» **TASK DIRECTIONS**
Using the material that follows, identify and copy each line with the string "swallowed".

______

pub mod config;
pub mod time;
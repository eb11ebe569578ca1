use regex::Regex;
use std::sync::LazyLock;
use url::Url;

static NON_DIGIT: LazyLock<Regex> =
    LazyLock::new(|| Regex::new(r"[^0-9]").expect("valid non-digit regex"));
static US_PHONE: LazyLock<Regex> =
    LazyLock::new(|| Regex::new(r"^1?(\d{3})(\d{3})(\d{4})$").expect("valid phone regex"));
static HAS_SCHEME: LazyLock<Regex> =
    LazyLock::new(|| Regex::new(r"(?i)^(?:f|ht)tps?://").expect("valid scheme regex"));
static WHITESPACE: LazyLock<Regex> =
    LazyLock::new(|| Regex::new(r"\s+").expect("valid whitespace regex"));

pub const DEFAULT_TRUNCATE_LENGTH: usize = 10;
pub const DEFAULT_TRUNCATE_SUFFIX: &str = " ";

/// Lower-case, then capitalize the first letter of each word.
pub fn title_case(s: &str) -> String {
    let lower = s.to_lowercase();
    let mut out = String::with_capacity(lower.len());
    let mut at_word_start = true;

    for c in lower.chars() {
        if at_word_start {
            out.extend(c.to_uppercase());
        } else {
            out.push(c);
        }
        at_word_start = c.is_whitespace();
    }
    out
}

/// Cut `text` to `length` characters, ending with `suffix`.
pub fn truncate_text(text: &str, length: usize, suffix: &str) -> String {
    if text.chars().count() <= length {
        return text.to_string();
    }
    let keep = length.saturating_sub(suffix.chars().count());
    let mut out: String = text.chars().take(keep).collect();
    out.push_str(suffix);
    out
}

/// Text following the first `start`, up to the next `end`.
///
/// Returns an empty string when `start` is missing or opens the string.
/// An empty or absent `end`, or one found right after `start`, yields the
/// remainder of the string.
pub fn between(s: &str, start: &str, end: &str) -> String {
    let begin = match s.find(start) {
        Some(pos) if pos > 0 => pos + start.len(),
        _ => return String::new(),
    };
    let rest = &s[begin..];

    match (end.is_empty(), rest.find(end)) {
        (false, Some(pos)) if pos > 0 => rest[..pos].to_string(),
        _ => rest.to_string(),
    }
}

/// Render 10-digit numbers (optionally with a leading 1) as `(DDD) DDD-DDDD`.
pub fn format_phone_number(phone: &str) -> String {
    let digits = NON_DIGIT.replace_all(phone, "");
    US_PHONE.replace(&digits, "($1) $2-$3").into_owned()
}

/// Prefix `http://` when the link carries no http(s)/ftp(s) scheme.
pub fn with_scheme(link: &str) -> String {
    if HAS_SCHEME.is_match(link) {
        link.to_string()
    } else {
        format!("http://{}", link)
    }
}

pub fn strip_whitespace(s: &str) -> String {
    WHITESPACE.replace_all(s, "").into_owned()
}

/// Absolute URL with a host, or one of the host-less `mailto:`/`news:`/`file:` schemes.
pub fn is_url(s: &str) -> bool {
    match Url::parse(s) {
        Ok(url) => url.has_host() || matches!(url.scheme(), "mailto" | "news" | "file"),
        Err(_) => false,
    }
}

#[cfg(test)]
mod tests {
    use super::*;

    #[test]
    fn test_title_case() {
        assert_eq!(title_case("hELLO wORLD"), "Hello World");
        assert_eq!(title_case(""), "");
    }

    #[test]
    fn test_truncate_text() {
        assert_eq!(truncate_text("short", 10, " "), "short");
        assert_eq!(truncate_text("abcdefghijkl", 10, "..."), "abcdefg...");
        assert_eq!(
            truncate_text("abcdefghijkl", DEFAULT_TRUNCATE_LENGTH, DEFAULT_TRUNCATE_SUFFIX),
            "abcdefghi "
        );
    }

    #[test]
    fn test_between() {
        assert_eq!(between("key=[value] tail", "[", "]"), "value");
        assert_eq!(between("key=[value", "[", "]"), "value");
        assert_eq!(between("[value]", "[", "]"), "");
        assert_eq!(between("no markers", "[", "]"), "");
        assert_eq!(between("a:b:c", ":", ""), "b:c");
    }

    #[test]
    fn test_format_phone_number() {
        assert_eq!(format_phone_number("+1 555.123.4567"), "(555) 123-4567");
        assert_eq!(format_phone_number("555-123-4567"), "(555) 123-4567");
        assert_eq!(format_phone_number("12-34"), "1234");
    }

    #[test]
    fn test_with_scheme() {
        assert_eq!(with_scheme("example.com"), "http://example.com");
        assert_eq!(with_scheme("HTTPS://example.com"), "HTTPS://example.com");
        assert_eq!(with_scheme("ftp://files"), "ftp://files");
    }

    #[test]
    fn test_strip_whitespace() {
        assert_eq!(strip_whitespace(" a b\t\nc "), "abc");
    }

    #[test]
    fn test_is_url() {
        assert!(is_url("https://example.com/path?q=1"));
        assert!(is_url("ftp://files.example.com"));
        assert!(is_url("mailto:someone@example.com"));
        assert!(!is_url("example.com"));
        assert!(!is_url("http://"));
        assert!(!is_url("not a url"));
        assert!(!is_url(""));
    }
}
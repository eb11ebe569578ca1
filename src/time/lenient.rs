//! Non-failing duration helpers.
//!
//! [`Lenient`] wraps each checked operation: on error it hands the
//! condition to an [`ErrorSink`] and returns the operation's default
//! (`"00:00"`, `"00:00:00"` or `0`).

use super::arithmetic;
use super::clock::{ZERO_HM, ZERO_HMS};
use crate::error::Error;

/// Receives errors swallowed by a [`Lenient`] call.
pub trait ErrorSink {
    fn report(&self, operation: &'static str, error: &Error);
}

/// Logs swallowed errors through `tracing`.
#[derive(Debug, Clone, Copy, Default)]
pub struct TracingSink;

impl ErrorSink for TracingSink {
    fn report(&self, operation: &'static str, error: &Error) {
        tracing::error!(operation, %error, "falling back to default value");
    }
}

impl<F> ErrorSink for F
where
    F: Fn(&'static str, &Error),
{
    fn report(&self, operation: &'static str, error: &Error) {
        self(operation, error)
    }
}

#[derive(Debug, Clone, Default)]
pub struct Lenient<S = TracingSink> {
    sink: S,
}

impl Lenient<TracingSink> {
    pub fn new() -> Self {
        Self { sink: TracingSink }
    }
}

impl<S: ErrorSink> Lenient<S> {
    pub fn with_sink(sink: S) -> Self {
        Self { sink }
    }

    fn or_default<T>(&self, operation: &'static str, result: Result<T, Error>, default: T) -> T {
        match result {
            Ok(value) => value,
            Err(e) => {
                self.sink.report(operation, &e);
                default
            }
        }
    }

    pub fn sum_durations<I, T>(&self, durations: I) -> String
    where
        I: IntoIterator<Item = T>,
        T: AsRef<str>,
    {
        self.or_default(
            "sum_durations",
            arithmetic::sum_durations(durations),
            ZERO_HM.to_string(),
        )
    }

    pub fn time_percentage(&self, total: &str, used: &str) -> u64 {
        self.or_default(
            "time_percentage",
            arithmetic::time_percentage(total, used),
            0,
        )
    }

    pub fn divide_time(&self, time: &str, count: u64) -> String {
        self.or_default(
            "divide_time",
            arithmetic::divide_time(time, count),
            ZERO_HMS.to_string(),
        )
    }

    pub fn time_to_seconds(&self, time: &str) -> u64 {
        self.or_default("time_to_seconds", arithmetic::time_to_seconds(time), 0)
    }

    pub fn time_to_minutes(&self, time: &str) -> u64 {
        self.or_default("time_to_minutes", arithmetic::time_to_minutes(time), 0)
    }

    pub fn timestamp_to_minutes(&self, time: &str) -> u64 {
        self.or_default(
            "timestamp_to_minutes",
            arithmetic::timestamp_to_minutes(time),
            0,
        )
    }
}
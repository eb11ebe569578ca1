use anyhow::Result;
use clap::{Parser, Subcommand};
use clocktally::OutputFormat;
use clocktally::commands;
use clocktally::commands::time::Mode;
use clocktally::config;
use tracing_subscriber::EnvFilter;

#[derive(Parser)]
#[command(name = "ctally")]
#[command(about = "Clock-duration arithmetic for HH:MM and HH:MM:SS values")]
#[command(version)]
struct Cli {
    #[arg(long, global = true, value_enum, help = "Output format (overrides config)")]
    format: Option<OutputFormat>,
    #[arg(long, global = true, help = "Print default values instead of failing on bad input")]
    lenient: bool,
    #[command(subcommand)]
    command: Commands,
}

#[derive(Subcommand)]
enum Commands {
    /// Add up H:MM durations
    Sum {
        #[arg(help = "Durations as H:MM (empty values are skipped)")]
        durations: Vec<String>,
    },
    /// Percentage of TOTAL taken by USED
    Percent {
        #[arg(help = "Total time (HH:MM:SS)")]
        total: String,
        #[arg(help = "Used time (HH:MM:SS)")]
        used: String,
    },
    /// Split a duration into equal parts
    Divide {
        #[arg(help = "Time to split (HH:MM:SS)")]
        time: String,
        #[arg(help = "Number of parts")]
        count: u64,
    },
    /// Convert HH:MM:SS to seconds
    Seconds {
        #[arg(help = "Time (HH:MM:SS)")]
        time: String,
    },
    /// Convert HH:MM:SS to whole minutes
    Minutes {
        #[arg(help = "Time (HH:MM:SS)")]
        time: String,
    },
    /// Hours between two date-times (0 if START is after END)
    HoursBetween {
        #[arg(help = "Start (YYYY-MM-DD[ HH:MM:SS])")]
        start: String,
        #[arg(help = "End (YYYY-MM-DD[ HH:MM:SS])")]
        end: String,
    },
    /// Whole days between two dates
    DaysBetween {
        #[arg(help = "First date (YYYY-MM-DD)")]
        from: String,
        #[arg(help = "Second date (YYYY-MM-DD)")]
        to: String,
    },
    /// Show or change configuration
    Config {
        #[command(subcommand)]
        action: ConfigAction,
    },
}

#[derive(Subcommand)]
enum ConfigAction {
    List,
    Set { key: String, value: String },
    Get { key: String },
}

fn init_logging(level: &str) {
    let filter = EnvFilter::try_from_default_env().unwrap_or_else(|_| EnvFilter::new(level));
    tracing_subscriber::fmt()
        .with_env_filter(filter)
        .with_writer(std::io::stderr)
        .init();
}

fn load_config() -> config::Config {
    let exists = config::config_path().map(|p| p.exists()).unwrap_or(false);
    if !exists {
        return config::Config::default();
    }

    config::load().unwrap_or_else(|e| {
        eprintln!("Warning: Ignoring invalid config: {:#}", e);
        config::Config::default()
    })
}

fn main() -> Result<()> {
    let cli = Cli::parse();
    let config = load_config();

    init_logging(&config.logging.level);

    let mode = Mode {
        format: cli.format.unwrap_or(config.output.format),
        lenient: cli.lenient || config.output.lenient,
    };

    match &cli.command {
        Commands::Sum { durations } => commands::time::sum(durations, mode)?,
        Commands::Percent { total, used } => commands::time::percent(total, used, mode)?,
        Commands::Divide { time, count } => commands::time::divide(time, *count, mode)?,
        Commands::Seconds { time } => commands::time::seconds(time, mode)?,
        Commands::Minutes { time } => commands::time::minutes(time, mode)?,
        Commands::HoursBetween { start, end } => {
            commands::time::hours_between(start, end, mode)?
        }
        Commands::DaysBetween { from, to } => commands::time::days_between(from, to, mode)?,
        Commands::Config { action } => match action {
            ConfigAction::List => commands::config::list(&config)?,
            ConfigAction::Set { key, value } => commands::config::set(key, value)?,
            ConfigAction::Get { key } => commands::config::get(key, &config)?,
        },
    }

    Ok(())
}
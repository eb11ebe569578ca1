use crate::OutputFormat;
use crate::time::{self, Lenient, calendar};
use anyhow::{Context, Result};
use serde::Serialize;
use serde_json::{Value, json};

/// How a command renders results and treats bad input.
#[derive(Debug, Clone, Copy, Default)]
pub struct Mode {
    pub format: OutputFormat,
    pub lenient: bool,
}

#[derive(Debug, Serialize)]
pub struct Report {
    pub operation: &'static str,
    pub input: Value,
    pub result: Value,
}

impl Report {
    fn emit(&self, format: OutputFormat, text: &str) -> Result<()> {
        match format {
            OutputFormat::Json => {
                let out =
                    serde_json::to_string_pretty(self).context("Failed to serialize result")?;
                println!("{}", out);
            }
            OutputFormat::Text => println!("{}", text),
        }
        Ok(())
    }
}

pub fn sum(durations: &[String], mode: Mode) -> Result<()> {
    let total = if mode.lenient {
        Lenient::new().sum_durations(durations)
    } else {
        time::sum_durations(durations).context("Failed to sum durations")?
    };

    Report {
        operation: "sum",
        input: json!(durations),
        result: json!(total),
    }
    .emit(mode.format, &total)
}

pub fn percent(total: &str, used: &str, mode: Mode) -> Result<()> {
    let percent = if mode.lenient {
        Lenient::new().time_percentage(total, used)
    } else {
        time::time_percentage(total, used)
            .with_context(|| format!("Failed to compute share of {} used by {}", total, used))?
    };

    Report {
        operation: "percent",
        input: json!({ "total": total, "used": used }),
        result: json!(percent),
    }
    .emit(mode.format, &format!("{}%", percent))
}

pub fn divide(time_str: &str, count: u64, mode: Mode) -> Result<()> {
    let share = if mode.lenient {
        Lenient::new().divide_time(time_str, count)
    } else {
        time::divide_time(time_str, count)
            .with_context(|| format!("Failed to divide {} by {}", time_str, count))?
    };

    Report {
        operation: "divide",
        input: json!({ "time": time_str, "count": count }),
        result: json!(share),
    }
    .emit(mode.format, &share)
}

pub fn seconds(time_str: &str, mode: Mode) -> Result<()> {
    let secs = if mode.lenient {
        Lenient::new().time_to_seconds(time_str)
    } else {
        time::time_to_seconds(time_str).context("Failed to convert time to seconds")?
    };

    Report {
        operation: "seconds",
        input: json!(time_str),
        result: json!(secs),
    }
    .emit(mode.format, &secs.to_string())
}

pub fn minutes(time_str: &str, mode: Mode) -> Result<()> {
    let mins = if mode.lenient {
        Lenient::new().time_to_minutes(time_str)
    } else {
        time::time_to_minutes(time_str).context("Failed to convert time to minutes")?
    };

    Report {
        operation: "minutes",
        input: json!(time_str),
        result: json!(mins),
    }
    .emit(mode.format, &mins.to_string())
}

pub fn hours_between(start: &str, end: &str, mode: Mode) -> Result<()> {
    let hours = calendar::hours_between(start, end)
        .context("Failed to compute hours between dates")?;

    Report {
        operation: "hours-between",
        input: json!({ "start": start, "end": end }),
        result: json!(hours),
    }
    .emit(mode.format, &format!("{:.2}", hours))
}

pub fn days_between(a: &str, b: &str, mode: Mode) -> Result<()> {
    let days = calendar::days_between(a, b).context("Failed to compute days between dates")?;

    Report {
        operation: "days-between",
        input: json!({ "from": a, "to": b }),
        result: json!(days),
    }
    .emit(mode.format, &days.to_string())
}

______

» **ANSWER TO THIS TASK**
/// Receives errors swallowed by a [`Lenient`] call.
/// Logs swallowed errors through `tracing`.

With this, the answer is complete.